Where Machine Learning Can Drive Finance Transformation
Despite the obvious financial and operational benefits of machine learning, many finance functions have been slow to adapt. Accounting, supplier management, procurement, and auditing are all key areas that are ripe for automation, yet the risk—particularly for large companies operating across multiple geographies—can act as a barrier to innovation. Teams in each of these areas are also immersed in “keeping the lights on”—often at the cost of transformation.
Transaction processing is another barrier that prevents finance from achieving transformation and ultimately delivering a better business partnership. It's not surprising that it’s the first port of call for CFOs looking toward automation.
“Automation provides finance leaders with a great way of optimizing the way they manage their accounting processes. This has been a painful area for finance for such a long time and can have a direct impact on an organization’s cash flow,” says Workday’s Barbara Larson, general manager, Workday Financial Management. “Finance spends a huge amount of time sifting through journal entries, invoices, and other documentation to manually correct errors while machine learning could automate this, helping to intelligently match payments with invoices.”
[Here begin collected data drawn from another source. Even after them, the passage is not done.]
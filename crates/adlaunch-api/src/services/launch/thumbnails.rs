//! Thumbnail resolution for ready videos
//!
//! Certain creative layouts need a poster frame per video. The resolver
//! checks the persisted asset record first, then searches the asset's
//! storage folder for a sibling image with a matching filename stem. Every
//! failure here is non-fatal: the video ships without a custom poster.

use std::collections::BTreeSet;

use adlaunch_db::DraftStore;
use adlaunch_meta::{GraphApi, MediaFetcher, ProcessedAsset};
use adlaunch_services::ObjectListing;

const ACCEPTED_IMAGE_EXTENSIONS: &[&str] = &["jpg", "jpeg", "png", "webp"];

pub struct ThumbnailResolver<'a> {
    pub api: &'a dyn GraphApi,
    pub fetcher: &'a dyn MediaFetcher,
    pub draft_store: &'a dyn DraftStore,
    pub listing: &'a dyn ObjectListing,
    pub max_thumbnail_size_bytes: u64,
}

impl ThumbnailResolver<'_> {
    /// Attach thumbnail hashes to every ready video asset of a draft.
    pub async fn resolve_for_draft(
        &self,
        ad_account_id: &str,
        draft_id: &str,
        processed: &mut [ProcessedAsset],
        ready_videos: &BTreeSet<String>,
    ) {
        for item in processed.iter_mut() {
            let Some(video_id) = item.meta_video_id.as_deref() else {
                continue;
            };
            if !ready_videos.contains(video_id) {
                continue;
            }
            match self.resolve_one(ad_account_id, draft_id, item).await {
                Some(hash) => {
                    tracing::info!(asset = %item.asset.name, hash = %hash, "Thumbnail resolved");
                    item.thumbnail_hash = Some(hash);
                }
                None => {
                    tracing::debug!(asset = %item.asset.name, "No thumbnail found, continuing without poster frame");
                }
            }
        }
    }

    async fn resolve_one(
        &self,
        ad_account_id: &str,
        draft_id: &str,
        item: &ProcessedAsset,
    ) -> Option<String> {
        let url = match self
            .draft_store
            .asset_thumbnail_url(draft_id, &item.asset.name)
            .await
        {
            Ok(Some(url)) => Some(url),
            Ok(None) => self.search_sibling_thumbnail(&item.asset.source_url).await,
            Err(err) => {
                tracing::warn!(asset = %item.asset.name, error = %err, "Thumbnail lookup failed");
                self.search_sibling_thumbnail(&item.asset.source_url).await
            }
        }?;

        if !has_accepted_image_extension(&url) {
            tracing::warn!(asset = %item.asset.name, url = %url, "Thumbnail has unsupported image type, skipping");
            return None;
        }

        let bytes = match self.fetcher.fetch(&url).await {
            Ok(bytes) => bytes,
            Err(err) => {
                tracing::warn!(asset = %item.asset.name, error = %err, "Failed to fetch thumbnail");
                return None;
            }
        };
        if bytes.is_empty() {
            tracing::warn!(asset = %item.asset.name, "Thumbnail is empty, skipping");
            return None;
        }
        if !looks_like_accepted_image(&bytes) {
            tracing::warn!(asset = %item.asset.name, url = %url, "Thumbnail bytes are not an accepted image format, skipping");
            return None;
        }
        if bytes.len() as u64 > self.max_thumbnail_size_bytes {
            tracing::warn!(
                asset = %item.asset.name,
                size = bytes.len(),
                limit = self.max_thumbnail_size_bytes,
                "Thumbnail exceeds size limit, skipping"
            );
            return None;
        }

        let upload_name = filename_of(&url).unwrap_or("thumbnail.jpg");
        match self.api.upload_image(ad_account_id, upload_name, bytes).await {
            Ok(hash) => Some(hash),
            Err(err) => {
                tracing::warn!(asset = %item.asset.name, error = %err, "Thumbnail upload failed");
                None
            }
        }
    }

    /// List the asset's folder and pick a sibling image whose filename
    /// starts with the video's stem.
    async fn search_sibling_thumbnail(&self, source_url: &str) -> Option<String> {
        let prefix = key_prefix_of(source_url)?;
        let filename = filename_of(source_url)?;
        let stem = stem_of(filename);

        let objects = match self.listing.list(&prefix).await {
            Ok(objects) => objects,
            Err(err) => {
                tracing::warn!(prefix = %prefix, error = %err, "Thumbnail folder listing failed");
                return None;
            }
        };

        let mut candidates: Vec<_> = objects
            .iter()
            .filter(|obj| {
                let Some(candidate) = filename_of(&obj.key) else {
                    return false;
                };
                candidate != filename
                    && stem_of(candidate).starts_with(stem)
                    && has_accepted_image_extension(candidate)
            })
            .collect();
        // Prefer explicitly named thumbnails over other stem matches
        candidates.sort_by_key(|obj| !obj.key.to_lowercase().contains("thumb"));
        candidates.first().map(|obj| obj.url.clone())
    }
}

/// Storage key prefix (directory part of the URL path) for a source URL.
fn key_prefix_of(source_url: &str) -> Option<String> {
    let after_scheme = source_url.split_once("://").map(|(_, rest)| rest)?;
    let (_, path) = after_scheme.split_once('/')?;
    let (dir, _) = path.rsplit_once('/')?;
    Some(format!("{}/", dir))
}

fn filename_of(path: &str) -> Option<&str> {
    path.rsplit('/').next().filter(|name| !name.is_empty())
}

fn stem_of(filename: &str) -> &str {
    filename.rsplit_once('.').map(|(stem, _)| stem).unwrap_or(filename)
}

/// Magic-byte check on the fetched bytes; the URL extension can lie.
fn looks_like_accepted_image(bytes: &[u8]) -> bool {
    if bytes.starts_with(&[0xFF, 0xD8, 0xFF]) {
        return true; // JPEG
    }
    if bytes.starts_with(&[0x89, b'P', b'N', b'G', 0x0D, 0x0A, 0x1A, 0x0A]) {
        return true; // PNG
    }
    // WEBP: RIFF container with a WEBP fourcc
    bytes.len() >= 12 && &bytes[0..4] == b"RIFF" && &bytes[8..12] == b"WEBP"
}

fn has_accepted_image_extension(path: &str) -> bool {
    path.rsplit('.')
        .next()
        .map(|ext| {
            let ext = ext.to_lowercase();
            ACCEPTED_IMAGE_EXTENSIONS.contains(&ext.as_str())
        })
        .unwrap_or(false)
}
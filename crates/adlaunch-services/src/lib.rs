//! Collaborator services: the notification sink and object-storage listing.

pub mod notify;
pub mod objects;

pub use notify::{NoopNotificationSink, NotificationSink, SlackNotifier};
pub use objects::{NoopObjectListing, ObjectListing, PublicBucketListing, StoredObject};
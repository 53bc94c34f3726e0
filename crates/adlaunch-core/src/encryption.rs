//! Encryption service for stored platform credentials
//!
//! Brand access tokens are stored as AES-256-GCM ciphertext with the IV and
//! the authentication tag kept as separate base64 fields on the brand record.
//! Decryption reassembles ciphertext and tag and verifies integrity; a tag
//! mismatch means the stored credential is corrupt or the key rotated.

use crate::AppError;
use aes_gcm::{
    aead::{Aead, AeadCore, KeyInit, OsRng},
    Aes256Gcm, Key, Nonce,
};
use base64::{engine::general_purpose, Engine as _};
use std::env;

const GCM_NONCE_LEN: usize = 12;
const GCM_TAG_LEN: usize = 16;

/// Authenticated decryption of brand access tokens.
#[derive(Clone)]
pub struct TokenCipher {
    cipher: Aes256Gcm,
}

impl TokenCipher {
    /// Create a new cipher from raw 32-byte key (e.g. for tests; avoids env mutation).
    pub fn from_key_bytes(key_bytes: &[u8]) -> Result<Self, AppError> {
        if key_bytes.len() != 32 {
            return Err(AppError::Encryption(
                "Encryption key must be 32 bytes (256 bits)".to_string(),
            ));
        }
        let key = Key::<Aes256Gcm>::from_slice(key_bytes);
        Ok(Self {
            cipher: Aes256Gcm::new(key),
        })
    }

    /// Create a new cipher from environment variable.
    /// Expects ENCRYPTION_KEY to be a base64-encoded 32-byte key.
    pub fn from_env() -> Result<Self, AppError> {
        let key_str = env::var("ENCRYPTION_KEY").map_err(|_| {
            AppError::Encryption("ENCRYPTION_KEY environment variable not set".to_string())
        })?;

        let key_bytes = general_purpose::STANDARD
            .decode(&key_str)
            .map_err(|e| AppError::Encryption(format!("Failed to decode encryption key: {}", e)))?;

        Self::from_key_bytes(&key_bytes)
    }

    /// Decrypt a stored token given its three base64 fields.
    pub fn decrypt_token(
        &self,
        ciphertext_b64: &str,
        iv_b64: &str,
        auth_tag_b64: &str,
    ) -> Result<String, AppError> {
        let ciphertext = general_purpose::STANDARD
            .decode(ciphertext_b64)
            .map_err(|e| AppError::Encryption(format!("Failed to decode ciphertext: {}", e)))?;
        let iv = general_purpose::STANDARD
            .decode(iv_b64)
            .map_err(|e| AppError::Encryption(format!("Failed to decode IV: {}", e)))?;
        let tag = general_purpose::STANDARD
            .decode(auth_tag_b64)
            .map_err(|e| AppError::Encryption(format!("Failed to decode auth tag: {}", e)))?;

        if iv.len() != GCM_NONCE_LEN {
            return Err(AppError::Encryption(format!(
                "IV must be {} bytes, got {}",
                GCM_NONCE_LEN,
                iv.len()
            )));
        }
        if tag.len() != GCM_TAG_LEN {
            return Err(AppError::Encryption(format!(
                "Auth tag must be {} bytes, got {}",
                GCM_TAG_LEN,
                tag.len()
            )));
        }

        // The aead API expects the tag appended to the ciphertext
        let mut combined = ciphertext;
        combined.extend_from_slice(&tag);

        let nonce = Nonce::from_slice(&iv);
        let plaintext = self
            .cipher
            .decrypt(nonce, combined.as_ref())
            .map_err(|_| AppError::Encryption("Decryption failed: auth tag mismatch".to_string()))?;

        String::from_utf8(plaintext)
            .map_err(|e| AppError::Encryption(format!("Invalid UTF-8 in decrypted token: {}", e)))
    }

    /// Encrypt a token, returning (ciphertext, iv, auth_tag) as base64.
    /// Used by the credential-ingestion side and by tests.
    pub fn encrypt_token(&self, plaintext: &str) -> Result<(String, String, String), AppError> {
        let nonce = Aes256Gcm::generate_nonce(&mut OsRng);
        let mut combined = self
            .cipher
            .encrypt(&nonce, plaintext.as_bytes())
            .map_err(|e| AppError::Encryption(format!("Encryption failed: {}", e)))?;

        // Split the appended tag back out so the record stores it separately
        let tag = combined.split_off(combined.len() - GCM_TAG_LEN);

        Ok((
            general_purpose::STANDARD.encode(&combined),
            general_purpose::STANDARD.encode(nonce),
            general_purpose::STANDARD.encode(&tag),
        ))
    }
}
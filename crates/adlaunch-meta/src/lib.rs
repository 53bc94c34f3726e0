//! Meta Graph API surface for the ad-launch pipeline
//!
//! Everything that talks to the platform lives here: the `GraphApi` trait and
//! its reqwest client, the two video upload protocols, the readiness gate,
//! and the creative-spec builder. The rest of the system only consumes the
//! traits, so nothing outside this crate touches the wire formats.

pub mod client;
pub mod creative;
pub mod error;
pub mod readiness;
pub mod retry;
pub mod types;
pub mod upload;

pub use client::{
    CreateAdParams, GraphApi, GraphApiFactory, GraphClient, GraphClientFactory, GraphSettings,
};
pub use creative::{
    build_creative, classify_assets, ActorIdentity, ClassifiedAssets, Creative, CreativeError,
    CreativeSpec, UploadedAsset, UploadedMedia,
};
pub use error::GraphError;
pub use readiness::{wait_for_videos, ReadinessReport};
pub use retry::{retry_with_policy, RetryPolicy};
pub use upload::{AssetUploader, HttpMediaFetcher, MediaFetcher, ProcessedAsset};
Machine learning can also mitigate financial risk by flagging suspect payments to vendors in real time, enabling a much more effective and efficient process. Internal and external fraud costs businesses billions of dollars each year. The current mechanism for mitigating such instances of fraud is to rely on manual audits on a sample of invoices. This means looking at just a fraction of total payments, and is the proverbial “needle in the haystack” approach to identifying fraud and mistakes. Machine learning can vastly increase the volume of invoices that can be checked and analyzed to ensure that organizations are not making duplicate or fraudulent payments.
“Ensuring compliance to federal and international regulations is a critical issue for financial institutions, especially given the increasingly strict laws targeting money laundering and the funding of terrorist activities,” explains David Axson, CFO strategies global lead, Accenture Strategy. “At one large global bank, up to 10,000 staffers were responsible for identifying suspicious transactions and accounts that might indicate such illegal activities. To help in those efforts, the bank implemented an AI system that deploys machine-learning algorithms that segment the transactions and accounts, and sets the optimal thresholds for alerting people to potential cases that might require further investigation.”
Improving Financial Planning and Analysis
If you subscribe to the view that the role of financial planning and analysis (FP&A) in the future will be to deliver data-driven decision support for the business in real time, then it’s clear that finance must transform its processes to meet this vision—and automation is a central component in this transformation.
Research from McKinsey states that on average, approximately 60% of finance activities can be fully (40%) or mostly (17%) automated with technologies available today. Where FP&A sits on this spectrum is open to debate, but the same study claims that many tasks in this category have the ability to fully (11%) or mostly (45%) be automated.
Few could argue that there’s a transition going on from a spreadsheet-based FP&A culture to a much more collaborative, automation-based FP&A culture. It’s hard to say where we are in that transition, but the desire to move toward analytics and technology skills in finance versus spreadsheet skills is a pretty dramatic shift. In a CFO Insights survey, 78% thought Microsoft Excel® skills were most important two years ago; that figure is now 5%. The automation in applications that has become available to finance professionals is driving that shift.